Capítulo 39
El Crann na Beatha
Alaister y Ayleen MacNiall partieron aquella mañana hacia su hogar en el castillo de Kisimul, en la isla de Barra. Ninguno de los dos se despidió de mí. Ayleen tan solo me dirigió una mirada preocupada y, con semblante frío, salieron de Duart sin mirar atrás. Yo sí permanecí en la entrada observando su marcha, apesadumbrado y con un sabor agrio en la garganta.
No consideré justa su actitud, pero yo no era quién para juzgarlos. Decidí quedarme con lo bueno vivido, esperando que el tiempo suavizara aquella nota amarga que ahora paladeaba.

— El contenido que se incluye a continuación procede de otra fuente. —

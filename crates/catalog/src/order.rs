use serde::{Deserialize, Serialize};

use shelflife_core::{OrderId, ProductId};

/// One line of a historical sales order (read-only input to correlation analysis).
#[derive(Debug, Clone, PartialEq, Eq, Serialize, Deserialize)]
pub struct LineItem {
    pub order_id: OrderId,
    pub product_id: ProductId,
    pub product_name: String,
    pub quantity: u32,
}

impl LineItem {
    pub fn new(
        order_id: OrderId,
        product_id: ProductId,
        product_name: impl Into<String>,
        quantity: u32,
    ) -> Self {
        Self {
            order_id,
            product_id,
            product_name: product_name.into(),
            quantity,
        }
    }
}
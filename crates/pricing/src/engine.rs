use chrono::{DateTime, Utc};
use rust_decimal::Decimal;

use shelflife_catalog::Product;
use shelflife_core::{round_money, StoreId};

use crate::change::PriceChange;
use crate::rule::PricingRule;

/// Minimum absolute difference (exclusive) between the current and the proposed price.
pub const DEFAULT_PRICE_EPSILON: Decimal = Decimal::from_parts(1, 0, 0, false, 2);

/// Expiration-band pricing rule engine.
///
/// Model:
/// - `days = floor(expiration - now)`, clamped at 0 (expired = most urgent band).
/// - Pick the active expiration rule whose `[min_days, max_days)` contains `days`;
///   overlapping bands resolve to the smallest `min_days` (then smallest rule id).
/// - `new_price = round_half_up(basis * (1 - pct/100))`, where `basis` is the original
///   price when known. Using the original price keeps repeated runs from compounding.
/// - Emit only when `|new_price - price| > epsilon`.
#[derive(Debug, Clone)]
pub struct PricingEngine {
    epsilon: Decimal,
}

impl Default for PricingEngine {
    fn default() -> Self {
        Self {
            epsilon: DEFAULT_PRICE_EPSILON,
        }
    }
}

impl PricingEngine {
    pub fn new() -> Self {
        Self::default()
    }

    pub fn with_epsilon(mut self, epsilon: Decimal) -> Self {
        self.epsilon = epsilon.abs();
        self
    }

    pub fn epsilon(&self) -> Decimal {
        self.epsilon
    }

    /// Select the single matching rule of `store_id` for `days` (already clamped).
    ///
    /// Rules of other stores and rules that fail validation never take part.
    pub fn select_rule(rules: &[PricingRule], store_id: StoreId, days: i64) -> Option<&PricingRule> {
        rules
            .iter()
            .filter(|r| r.store_id == store_id && r.applies_to_expiration())
            .filter(|r| r.condition.contains(days) && r.validate().is_ok())
            .min_by_key(|r| (r.condition.min_days, r.id))
    }

    /// Proposed price for `product` under `rule` (rounded to the minor unit).
    pub fn proposed_price(product: &Product, rule: &PricingRule) -> Decimal {
        let factor = Decimal::ONE - rule.discount_percentage / Decimal::ONE_HUNDRED;
        round_money(product.pricing_basis() * factor)
    }

    /// Evaluate `rules` against `products` at instant `now`.
    ///
    /// Products without an expiration date and invalid snapshots are skipped; each product
    /// only sees its own store's rules. Output is ordered by product id.
    pub fn evaluate(
        &self,
        products: &[Product],
        rules: &[PricingRule],
        now: DateTime<Utc>,
    ) -> Vec<PriceChange> {
        let mut changes: Vec<PriceChange> = products
            .iter()
            .filter_map(|product| self.evaluate_product(product, rules, now))
            .collect();

        changes.sort_by_key(|c| c.product_id);
        changes
    }

    fn evaluate_product(
        &self,
        product: &Product,
        rules: &[PricingRule],
        now: DateTime<Utc>,
    ) -> Option<PriceChange> {
        if product.validate().is_err() {
            return None;
        }

        let days = product.days_until_expiry(now)?.max(0);
        let rule = Self::select_rule(rules, product.store_id, days)?;

        let new_price = Self::proposed_price(product, rule);
        if (new_price - product.price).abs() <= self.epsilon {
            return None;
        }

        Some(PriceChange {
            store_id: product.store_id,
            product_id: product.id,
            product_name: product.name.clone(),
            old_price: product.price,
            new_price,
            rule_id: rule.id,
            rule_name: rule.name.clone(),
            discount_percentage: rule.discount_percentage,
            days_until_expiry: days,
        })
    }
}
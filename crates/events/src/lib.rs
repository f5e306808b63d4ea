//! Engine notifications: publish/subscribe mechanics.
//!
//! The scheduler and the price sync queue announce state transitions here instead of
//! relying on database change subscriptions. Reporting layers subscribe to whatever they
//! need; the engine does not know which transport (SSE, websocket, log) sits behind it.

pub mod bus;
pub mod event;
pub mod in_memory_bus;

pub use bus::{EventBus, Subscription};
pub use event::Event;
pub use in_memory_bus::{InMemoryBusError, InMemoryEventBus};
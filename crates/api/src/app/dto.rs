use chrono::{DateTime, Utc};
use rust_decimal::Decimal;
use serde::{Deserialize, Serialize};

use shelflife_catalog::Product;
use shelflife_core::{ProductId, StoreId};
use shelflife_infra::sync::BatchOutcome;

// -------------------------
// Request DTOs
// -------------------------

#[derive(Debug, Default, Deserialize)]
pub struct ProcessQueueRequest {
    pub max_batch: Option<usize>,
}

#[derive(Debug, Default, Deserialize)]
pub struct SyncQueueQuery {
    pub status: Option<String>,
    pub limit: Option<usize>,
}

#[derive(Debug, Default, Deserialize)]
pub struct TrendQuery {
    pub weeks: Option<u32>,
}

#[derive(Debug, Default, Deserialize)]
pub struct LimitQuery {
    pub limit: Option<usize>,
}

/// Product snapshot pushed by the inventory subsystem.
#[derive(Debug, Deserialize)]
pub struct ProductInput {
    pub id: Option<ProductId>,
    pub name: String,
    pub price: Decimal,
    pub original_price: Option<Decimal>,
    pub quantity: u32,
    #[serde(default)]
    pub category: String,
    pub expiration_date: Option<DateTime<Utc>>,
}

impl ProductInput {
    pub fn into_product(self, store_id: StoreId) -> Product {
        let mut product = Product::new(store_id, self.name, self.price, self.quantity)
            .with_original_price(self.original_price.or(Some(self.price)))
            .with_category(self.category);
        if let Some(id) = self.id {
            product = product.with_id(id);
        }
        if let Some(exp) = self.expiration_date {
            product = product.with_expiration(exp);
        }
        product
    }
}

// -------------------------
// Response DTOs
// -------------------------

#[derive(Debug, Serialize)]
pub struct BatchResponse {
    pub processed: usize,
    pub failed: usize,
}

impl From<BatchOutcome> for BatchResponse {
    fn from(b: BatchOutcome) -> Self {
        Self {
            processed: b.processed,
            failed: b.failed,
        }
    }
}

#[derive(Debug, Serialize)]
pub struct AcceptedResponse {
    pub accepted: usize,
}
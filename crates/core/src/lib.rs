//! `shelflife-core`: shared building blocks for the pricing & waste-risk engine.
//!
//! This crate contains **pure domain** primitives (no infrastructure concerns).

pub mod entity;
pub mod error;
pub mod id;
pub mod money;

pub use entity::Entity;
pub use error::{DomainError, DomainResult};
pub use id::{OrderId, PredictionId, ProductId, RuleId, StoreId, SyncItemId};
pub use money::{round_money, Money, MONEY_DECIMAL_PLACES};
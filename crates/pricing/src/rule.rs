use rust_decimal::Decimal;
use serde::{Deserialize, Serialize};

use shelflife_core::{DomainError, DomainResult, Entity, RuleId, StoreId};

/// Kind of pricing rule. Only expiration bands exist today.
#[derive(Debug, Clone, Copy, PartialEq, Eq, Hash, Serialize, Deserialize)]
#[serde(rename_all = "snake_case")]
pub enum RuleType {
    Expiration,
}

/// Day band `[min_days, max_days)`; `max_days = None` is unbounded above.
#[derive(Debug, Clone, Copy, PartialEq, Eq, Hash, Serialize, Deserialize)]
pub struct RuleCondition {
    pub min_days: i64,
    pub max_days: Option<i64>,
}

impl RuleCondition {
    pub fn new(min_days: i64, max_days: Option<i64>) -> Self {
        Self { min_days, max_days }
    }

    pub fn contains(&self, days: i64) -> bool {
        days >= self.min_days && self.max_days.is_none_or(|max| days < max)
    }

    pub fn overlaps(&self, other: &RuleCondition) -> bool {
        let lo = self.min_days.max(other.min_days);
        match (self.max_days, other.max_days) {
            (None, None) => true,
            (Some(a), None) | (None, Some(a)) => lo < a,
            (Some(a), Some(b)) => lo < a.min(b),
        }
    }
}

/// Operator-configured discount band.
#[derive(Debug, Clone, PartialEq, Eq, Serialize, Deserialize)]
pub struct PricingRule {
    pub id: RuleId,
    pub store_id: StoreId,
    pub name: String,
    pub rule_type: RuleType,
    pub condition: RuleCondition,
    /// Percentage in `[0, 100]`.
    pub discount_percentage: Decimal,
    pub is_active: bool,
}

impl PricingRule {
    pub fn expiration(
        store_id: StoreId,
        name: impl Into<String>,
        condition: RuleCondition,
        discount_percentage: Decimal,
    ) -> Self {
        Self {
            id: RuleId::new(),
            store_id,
            name: name.into(),
            rule_type: RuleType::Expiration,
            condition,
            discount_percentage,
            is_active: true,
        }
    }

    pub fn inactive(mut self) -> Self {
        self.is_active = false;
        self
    }

    /// Whether this rule takes part in expiration-band selection.
    pub fn applies_to_expiration(&self) -> bool {
        self.is_active && self.rule_type == RuleType::Expiration
    }

    pub fn validate(&self) -> DomainResult<()> {
        if self.name.trim().is_empty() {
            return Err(DomainError::invalid_rule("rule name cannot be empty"));
        }
        if self.discount_percentage < Decimal::ZERO || self.discount_percentage > Decimal::ONE_HUNDRED {
            return Err(DomainError::invalid_rule(format!(
                "rule '{}': discount_percentage must be within 0..=100, got {}",
                self.name, self.discount_percentage
            )));
        }
        if self.condition.min_days < 0 {
            return Err(DomainError::invalid_rule(format!(
                "rule '{}': min_days must be >= 0",
                self.name
            )));
        }
        if let Some(max) = self.condition.max_days {
            if max <= self.condition.min_days {
                return Err(DomainError::invalid_rule(format!(
                    "rule '{}': max_days ({max}) must be greater than min_days ({})",
                    self.name, self.condition.min_days
                )));
            }
        }
        Ok(())
    }
}

impl Entity for PricingRule {
    type Id = RuleId;

    fn id(&self) -> &Self::Id {
        &self.id
    }

    fn store_id(&self) -> StoreId {
        self.store_id
    }
}

/// Rule set seeded for a store that has not configured any rules.
pub fn default_rules(store_id: StoreId) -> Vec<PricingRule> {
    vec![
        PricingRule::expiration(store_id, "1 day or less", RuleCondition::new(0, Some(2)), Decimal::from(40)),
        PricingRule::expiration(store_id, "2-3 days", RuleCondition::new(2, Some(4)), Decimal::from(25)),
        PricingRule::expiration(store_id, "4-7 days", RuleCondition::new(4, Some(8)), Decimal::from(10)),
        PricingRule::expiration(store_id, "more than 7 days", RuleCondition::new(8, None), Decimal::ZERO),
    ]
}

/// Two active rules whose day bands intersect (a configuration bug).
#[derive(Debug, Clone, PartialEq, Eq, Serialize, Deserialize)]
pub struct RuleOverlap {
    pub first: RuleId,
    pub first_name: String,
    pub second: RuleId,
    pub second_name: String,
}

/// Report every overlapping pair of active expiration rules.
pub fn find_overlaps(rules: &[PricingRule]) -> Vec<RuleOverlap> {
    let active: Vec<&PricingRule> = rules.iter().filter(|r| r.applies_to_expiration()).collect();
    let mut overlaps = Vec::new();
    for (i, a) in active.iter().enumerate() {
        for b in &active[i + 1..] {
            if a.condition.overlaps(&b.condition) {
                overlaps.push(RuleOverlap {
                    first: a.id,
                    first_name: a.name.clone(),
                    second: b.id,
                    second_name: b.name.clone(),
                });
            }
        }
    }
    overlaps
}
use std::sync::Arc;

use anyhow::Context;
use shelflife_infra::config::EngineConfig;

#[tokio::main]
async fn main() -> anyhow::Result<()> {
    shelflife_observability::init();

    let config = EngineConfig::from_env().context("invalid configuration")?;
    let services = Arc::new(shelflife_api::app::AppServices::from_config(&config).await?);

    for store_id in &config.stores {
        services.ensure_runner(*store_id);
    }
    tracing::info!(stores = config.stores.len(), targets = config.targets.len(), "automation runners started");

    let app = shelflife_api::app::build_app(services.clone());

    let listener = tokio::net::TcpListener::bind(config.bind_addr)
        .await
        .with_context(|| format!("failed to bind {}", config.bind_addr))?;

    tracing::info!("listening on {}", listener.local_addr()?);

    let shutdown = services.shutdown_token().clone();
    axum::serve(listener, app)
        .with_graceful_shutdown(async move {
            tokio::select! {
                _ = tokio::signal::ctrl_c() => tracing::info!("shutdown requested"),
                _ = shutdown.cancelled() => {}
            }
        })
        .await
        .context("server error")?;

    services.shutdown().await;
    Ok(())
}
use shelflife_core::StoreId;

use crate::error::AnalysisError;
use crate::job::{AnalysisJob, StoreSnapshot};

/// Executor for the analysis jobs of one store.
pub trait AnalysisScheduler: Send + Sync + 'static {
    /// The only store whose jobs this scheduler accepts.
    fn store_id(&self) -> StoreId;

    /// Run `job` after checking that both the job and its snapshot belong to this store.
    fn run<J: AnalysisJob>(&self, job: J) -> Result<J::Output, AnalysisError> {
        if job.store_id() != self.store_id() {
            return Err(AnalysisError::InvalidInput(format!(
                "job for store {} submitted to the scheduler of store {}",
                job.store_id(),
                self.store_id()
            )));
        }
        if job.input().store_id() != job.store_id() {
            return Err(AnalysisError::InvalidInput(format!(
                "snapshot of store {} given to a job of store {}",
                job.input().store_id(),
                job.store_id()
            )));
        }
        job.run()
    }
}

/// Runs jobs immediately, in-process.
#[derive(Debug, Copy, Clone)]
pub struct LocalAnalysisScheduler {
    store_id: StoreId,
}

impl LocalAnalysisScheduler {
    pub fn for_store(store_id: StoreId) -> Self {
        Self { store_id }
    }
}

impl AnalysisScheduler for LocalAnalysisScheduler {
    fn store_id(&self) -> StoreId {
        self.store_id
    }
}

Cora y Dante salían en ese instante del castillo. El bribonzuelo se me abalanzó corriendo con los brazos extendidos. Solo ver su arrobada expresión me regocijaba el corazón. Cuando me abrazó, le revolví el cabello en ademán cariñoso.
—Estoy muy contento —adujo entusiasmado.
—Y ¿puedo saber por qué?
—Porque Cora me ha dicho que vais a casaros.
—Es cierto, y entonces tendrás que bañarte.
El muchacho arrugó el ceño, frunciendo los labios con desagrado.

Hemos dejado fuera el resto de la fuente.